A stone’s throw from the development, a new stop on the commuter rail — Blue Hill Avenue Station — is under construction. With the momentum of these two projects, advocates hope more development is spurred in the years ahead.
The Fairmount Line station, which is scheduled to open next year, represents a $17 million investment by the state, and it helped to trigger the redevelopment of the Cote property nearby.
Cote Village was proposed by Caribbean Integration Community Development (CIDC). The group’s Donald Alexis says the project highlights the positives of Mattapan — something rarely captured on the evening news.
“This is a very great community, there’s a lot of diversity, there’s a lot of great activities happening there, but people never talk about it,” Alexis said. “So we seek to create that catalyst to attract people from outside to come shop and dine here.”
Alexis notes that Cote Village is Mattapan’s first housing development subsidized by federal tax credits since 2006.
By comparison, federal records show Dorchester has had nine such developments during that period. Dorchester’s population is much larger, but there’s also fewer advocacy groups clamoring for housing dollars.
The Boston Archdiocese’s Planning Office for Urban Affairs is the other developer behind Cote Village. The group’s president, Lisa Alberghini, said it’s clear there has been a lack of investment in Mattapan, but she thinks Cote Village is evidence this is starting to change.
Alberghini said groups like Mattapan United and CIDC are coalescing — and that means “more opportunity for investment.”
“There needs to be local leadership that’s giving the city and the commonwealth an opportunity to work with local partners to make this happen,” Alberghini said.
Some say the lack of investment has left Mattapan struggling to catch up with a booming Boston economy.
The typical family in Mattapan, where more than 80 percent of residents are of African descent, makes $10,000 less than the rest of Boston families, census figures show.
Mattapan wants change, but residents like Barbara Fields, an abutter to the Cote site and longtime community advocate, want that change to benefit locals first. They see gentrification in neighborhoods like East Boston and Roxbury as a cautionary tale.

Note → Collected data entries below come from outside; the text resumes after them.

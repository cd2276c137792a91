//! A small rigid-body occluder world: bodies with a pose and a list of
//! segment, circle and polygon fixtures, answering ray casts by brute force.

use std::cell::Cell;
use std::rc::Rc;

use glam::Vec2;

use crate::world::{BodyId, BodyPose, Filter, FixtureData, RayCastControl, RayCastWorld, RayHit};

const CIRCLE_OUTLINE_SEGMENTS: usize = 24;

#[derive(Clone, Debug, PartialEq)]
pub enum Shape {
    Segment { a: Vec2, b: Vec2 },
    Circle { center: Vec2, radius: f32 },
    /// Closed loop, vertices in order.
    Polygon { vertices: Vec<Vec2> },
}

impl Shape {
    pub fn segment(a: Vec2, b: Vec2) -> Self {
        Shape::Segment { a, b }
    }

    pub fn circle(center: Vec2, radius: f32) -> Self {
        Shape::Circle { center, radius }
    }

    pub fn polygon(vertices: Vec<Vec2>) -> Self {
        Shape::Polygon { vertices }
    }

    /// Axis-aligned box centered on the body origin.
    pub fn rect(half_extents: Vec2) -> Self {
        let Vec2 { x, y } = half_extents;
        Shape::Polygon {
            vertices: vec![
                Vec2::new(-x, -y),
                Vec2::new(x, -y),
                Vec2::new(x, y),
                Vec2::new(-x, y),
            ],
        }
    }
}

/// Interior-mutable pose so lights holding an `Rc` see it move.
#[derive(Debug)]
pub struct RigidBody {
    id: BodyId,
    position: Cell<Vec2>,
    angle: Cell<f32>,
}

impl RigidBody {
    pub fn set_transform(&self, position: Vec2, angle: f32) {
        self.position.set(position);
        self.angle.set(angle);
    }

    pub fn world_point(&self, local: Vec2) -> Vec2 {
        self.position.get() + Vec2::from_angle(self.angle.get()).rotate(local)
    }
}

impl BodyPose for RigidBody {
    fn id(&self) -> BodyId {
        self.id
    }

    fn position(&self) -> Vec2 {
        self.position.get()
    }

    fn angle(&self) -> f32 {
        self.angle.get()
    }
}

struct Fixture {
    shape: Shape,
    data: FixtureData,
}

struct BodyEntry {
    body: Rc<RigidBody>,
    fixtures: Vec<Fixture>,
}

#[derive(Default)]
pub struct OccluderWorld {
    bodies: Vec<BodyEntry>,
    next_body: u32,
}

impl OccluderWorld {
    pub fn new() -> Self {
        Self::default()
    }

    pub fn create_body(&mut self, position: Vec2, angle: f32) -> Rc<RigidBody> {
        let body = Rc::new(RigidBody {
            id: BodyId(self.next_body),
            position: Cell::new(position),
            angle: Cell::new(angle),
        });
        self.next_body += 1;
        self.bodies.push(BodyEntry {
            body: body.clone(),
            fixtures: Vec::new(),
        });
        body
    }

    /// Adds `shape`, in body-local coordinates, to `body`. Returns the new
    /// fixture's data for filter and sensor tweaks, or `None` when the body
    /// does not belong to this world.
    pub fn add_fixture(&mut self, body: &RigidBody, shape: Shape) -> Option<&mut FixtureData> {
        let entry = self.bodies.iter_mut().find(|e| e.body.id == body.id)?;
        entry.fixtures.push(Fixture {
            shape,
            data: FixtureData {
                body: body.id,
                filter: Filter::default(),
                sensor: false,
            },
        });
        entry.fixtures.last_mut().map(|f| &mut f.data)
    }

    pub fn destroy_body(&mut self, id: BodyId) {
        self.bodies.retain(|e| e.body.id != id);
    }

    pub fn clear(&mut self) {
        self.bodies.clear();
    }

    pub fn bodies(&self) -> impl Iterator<Item = &Rc<RigidBody>> {
        self.bodies.iter().map(|e| &e.body)
    }

    pub fn fixture_count(&self) -> usize {
        self.bodies.iter().map(|e| e.fixtures.len()).sum()
    }

    /// Appends every fixture's outline, in world space, as line segments.
    pub fn outlines(&self, out: &mut Vec<(Vec2, Vec2)>) {
        for entry in &self.bodies {
            let body = &entry.body;
            for fixture in &entry.fixtures {
                match &fixture.shape {
                    Shape::Segment { a, b } => out.push((body.world_point(*a), body.world_point(*b))),
                    Shape::Circle { center, radius } => {
                        let center = body.world_point(*center);
                        let step = std::f32::consts::TAU / CIRCLE_OUTLINE_SEGMENTS as f32;
                        for i in 0..CIRCLE_OUTLINE_SEGMENTS {
                            let a = center + Vec2::from_angle(step * i as f32) * *radius;
                            let b = center + Vec2::from_angle(step * (i + 1) as f32) * *radius;
                            out.push((a, b));
                        }
                    }
                    Shape::Polygon { vertices } => {
                        for (i, v) in vertices.iter().enumerate() {
                            let next = vertices[(i + 1) % vertices.len()];
                            out.push((body.world_point(*v), body.world_point(next)));
                        }
                    }
                }
            }
        }
    }
}

impl RayCastWorld for OccluderWorld {
    fn ray_cast(&self, callback: &mut dyn FnMut(&RayHit<'_>) -> RayCastControl, start: Vec2, end: Vec2) {
        let d = end - start;
        let mut max_fraction = 1.0f32;
        for entry in &self.bodies {
            for fixture in &entry.fixtures {
                let Some((fraction, normal)) = intersect(&entry.body, &fixture.shape, start, d, max_fraction) else {
                    continue;
                };
                let hit = RayHit {
                    fraction,
                    point: start + d * fraction,
                    normal,
                    fixture: &fixture.data,
                };
                match callback(&hit) {
                    RayCastControl::Continue | RayCastControl::Ignore => {}
                    RayCastControl::Clip(f) => {
                        if f > 0.0 {
                            max_fraction = f.min(1.0);
                        }
                    }
                    RayCastControl::Terminate => return,
                }
            }
        }
    }
}

/// Nearest intersection of `p + t * d`, `t` in `[0, max]`, with a fixture.
fn intersect(body: &RigidBody, shape: &Shape, p: Vec2, d: Vec2, max: f32) -> Option<(f32, Vec2)> {
    match shape {
        Shape::Segment { a, b } => ray_segment(p, d, body.world_point(*a), body.world_point(*b), max),
        Shape::Circle { center, radius } => ray_circle(p, d, body.world_point(*center), *radius, max),
        Shape::Polygon { vertices } => {
            let mut best: Option<(f32, Vec2)> = None;
            for (i, v) in vertices.iter().enumerate() {
                let a = body.world_point(*v);
                let b = body.world_point(vertices[(i + 1) % vertices.len()]);
                let limit = best.map_or(max, |(t, _)| t);
                if let Some(hit) = ray_segment(p, d, a, b, limit) {
                    best = Some(hit);
                }
            }
            best
        }
    }
}

fn ray_segment(p: Vec2, d: Vec2, a: Vec2, b: Vec2, max: f32) -> Option<(f32, Vec2)> {
    let e = b - a;
    let denom = d.perp_dot(e);
    if denom.abs() <= f32::EPSILON {
        return None;
    }
    let ap = a - p;
    let t = ap.perp_dot(e) / denom;
    let u = ap.perp_dot(d) / denom;
    if !(0.0..=max).contains(&t) || !(0.0..=1.0).contains(&u) {
        return None;
    }
    let mut normal = e.perp().normalize_or_zero();
    if normal.dot(d) > 0.0 {
        normal = -normal;
    }
    Some((t, normal))
}

/// Rays starting inside the circle do not hit it.
fn ray_circle(p: Vec2, d: Vec2, center: Vec2, radius: f32, max: f32) -> Option<(f32, Vec2)> {
    let s = p - center;
    let dd = d.length_squared();
    if dd <= f32::EPSILON {
        return None;
    }
    let b = s.dot(d);
    let c = s.length_squared() - radius * radius;
    let sigma = b * b - dd * c;
    if sigma < 0.0 {
        return None;
    }
    let t = -(b + sigma.sqrt()) / dd;
    if !(0.0..=max).contains(&t) {
        return None;
    }
    Some((t, (s + d * t).normalize_or_zero()))
}

#[cfg(test)]
mod tests {
    use super::*;

    fn collect(world: &OccluderWorld, start: Vec2, end: Vec2, control: RayCastControl) -> Vec<f32> {
        let mut fractions = Vec::new();
        world.ray_cast(
            &mut |hit: &RayHit<'_>| {
                fractions.push(hit.fraction);
                match control {
                    RayCastControl::Clip(_) => RayCastControl::Clip(hit.fraction),
                    other => other,
                }
            },
            start,
            end,
        );
        fractions
    }

    #[test]
    fn segment_hit_fraction_and_normal() {
        let mut world = OccluderWorld::new();
        let body = world.create_body(Vec2::ZERO, 0.0);
        world.add_fixture(&body, Shape::segment(Vec2::new(-1.0, 4.0), Vec2::new(1.0, 4.0)));

        let mut normal = Vec2::ZERO;
        world.ray_cast(
            &mut |hit: &RayHit<'_>| {
                normal = hit.normal;
                assert!(hit.point.abs_diff_eq(Vec2::new(0.0, 4.0), 1e-5));
                RayCastControl::Clip(hit.fraction)
            },
            Vec2::ZERO,
            Vec2::new(0.0, 10.0),
        );
        assert!(normal.abs_diff_eq(Vec2::NEG_Y, 1e-5));
        assert_eq!(collect(&world, Vec2::ZERO, Vec2::new(0.0, 10.0), RayCastControl::Continue), vec![0.4]);
        assert!(collect(&world, Vec2::ZERO, Vec2::new(0.0, 3.0), RayCastControl::Continue).is_empty());
    }

    #[test]
    fn circle_and_rotated_box() {
        let mut world = OccluderWorld::new();
        let ball = world.create_body(Vec2::new(5.0, 0.0), 0.0);
        world.add_fixture(&ball, Shape::circle(Vec2::ZERO, 1.0));
        let fractions = collect(&world, Vec2::ZERO, Vec2::new(10.0, 0.0), RayCastControl::Continue);
        assert_eq!(fractions.len(), 1);
        assert!((fractions[0] - 0.4).abs() < 1e-5);

        let mut world = OccluderWorld::new();
        let crate_body = world.create_body(Vec2::new(5.0, 0.0), std::f32::consts::FRAC_PI_4);
        world.add_fixture(&crate_body, Shape::rect(Vec2::splat(1.0)));
        let fractions = collect(&world, Vec2::new(0.0, 0.5), Vec2::new(10.0, 0.5), RayCastControl::Continue);
        assert_eq!(fractions.len(), 1);
        // The near face rises at 45 degrees from the left corner.
        let entry = 5.0 - std::f32::consts::SQRT_2 + 0.5;
        assert!((fractions[0] * 10.0 - entry).abs() < 1e-4);
    }

    #[test]
    fn clipping_hides_farther_fixtures() {
        let mut world = OccluderWorld::new();
        let body = world.create_body(Vec2::ZERO, 0.0);
        world.add_fixture(&body, Shape::segment(Vec2::new(-1.0, 2.0), Vec2::new(1.0, 2.0)));
        world.add_fixture(&body, Shape::segment(Vec2::new(-1.0, 6.0), Vec2::new(1.0, 6.0)));
        world.add_fixture(&body, Shape::segment(Vec2::new(-1.0, 4.0), Vec2::new(1.0, 4.0)));

        let end = Vec2::new(0.0, 10.0);
        assert_eq!(collect(&world, Vec2::ZERO, end, RayCastControl::Continue), vec![0.2, 0.6, 0.4]);
        assert_eq!(collect(&world, Vec2::ZERO, end, RayCastControl::Clip(0.0)), vec![0.2]);
        assert_eq!(collect(&world, Vec2::ZERO, end, RayCastControl::Terminate), vec![0.2]);
    }

    #[test]
    fn fixtures_carry_body_and_filter() {
        let mut world = OccluderWorld::new();
        let body = world.create_body(Vec2::ZERO, 0.0);
        let data = world
            .add_fixture(&body, Shape::segment(Vec2::new(-1.0, 1.0), Vec2::new(1.0, 1.0)))
            .unwrap();
        data.sensor = true;
        data.filter.category_bits = 0x0004;

        let mut seen = None;
        world.ray_cast(
            &mut |hit: &RayHit<'_>| {
                seen = Some(*hit.fixture);
                RayCastControl::Continue
            },
            Vec2::ZERO,
            Vec2::new(0.0, 2.0),
        );
        let seen = seen.unwrap();
        assert_eq!(seen.body, body.id());
        assert!(seen.sensor);
        assert_eq!(seen.filter.category_bits, 0x0004);
    }

    #[test]
    fn foreign_bodies_are_rejected() {
        let mut other = OccluderWorld::new();
        let stranger = other.create_body(Vec2::ZERO, 0.0);
        other.create_body(Vec2::ZERO, 0.0);

        let mut world = OccluderWorld::new();
        let own = world.create_body(Vec2::ZERO, 0.0);
        let second = other.create_body(Vec2::ZERO, 0.0);
        assert!(world.add_fixture(&second, Shape::circle(Vec2::ZERO, 1.0)).is_none());
        assert!(world.add_fixture(&own, Shape::circle(Vec2::ZERO, 1.0)).is_some());
        assert_eq!(world.fixture_count(), 1);

        other.destroy_body(stranger.id());
        assert_eq!(other.bodies().count(), 2);
    }

    #[test]
    fn outlines_follow_body_pose() {
        let mut world = OccluderWorld::new();
        let body = world.create_body(Vec2::new(2.0, 0.0), 0.0);
        world.add_fixture(&body, Shape::rect(Vec2::splat(0.5)));
        world.add_fixture(&body, Shape::circle(Vec2::ZERO, 1.0));

        let mut lines = Vec::new();
        world.outlines(&mut lines);
        assert_eq!(lines.len(), 4 + CIRCLE_OUTLINE_SEGMENTS);
        assert!(lines[0].0.abs_diff_eq(Vec2::new(1.5, -0.5), 1e-5));

        body.set_transform(Vec2::new(0.0, 3.0), 0.0);
        lines.clear();
        world.outlines(&mut lines);
        assert!(lines[0].0.abs_diff_eq(Vec2::new(-0.5, 2.5), 1e-5));
    }
}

“Mattapan seems to be primed for development right now,” Fields said.
Fields hopes the property can strike a balance between development and the kind of gentrification that leaves residents out in the cold.
“We’re not opposed to development and moving forward,” Fields said, “but we do not want just any kind of development, and we don’t want to change the positive things about Mattapan [like] the fact that we have trees and there is land.”
That means Fields wants less density, and she opposed other proposals for the Cote site that sought more apartments than the 76 units in store for Cote Village. (Fields also opposed the commuter rail station that’s being built behind her house.)
Home values in Mattapan are a third less than the rest of Boston, but Fields said something strange is starting to happen: Calls are coming in from people looking to buy homes in the neighborhood, pressuring her to sell.
Fields doesn’t like what that says about the direction Mattapan is headed.
“The times right now seem to be moving in the benefit of those who want to gentrify for financial purposes,” she said. “And so I think we have to be vigilant and stay on top of it so that the neighborhood does not get hurt by this.”
Field said she’s disappointed that a collaboration fell through between the developers of Cote Village and the Boys & Girls Club of Boston, which was part of the original Cote Village pitch. The club was considering establishing a presence on the Cote site, but both said they were unable to reach an agreement.
Fields still supports the proposal, but without the BGCB presence on the site, she said she might not have testified before the zoning board in favor of the project.
The developers say they continue to search for a partner that can offer preteen services at the Cote site.
Construction on Cote Village is slated to begin this summer, and open 15 months later.
This segment aired on February 8, 2018.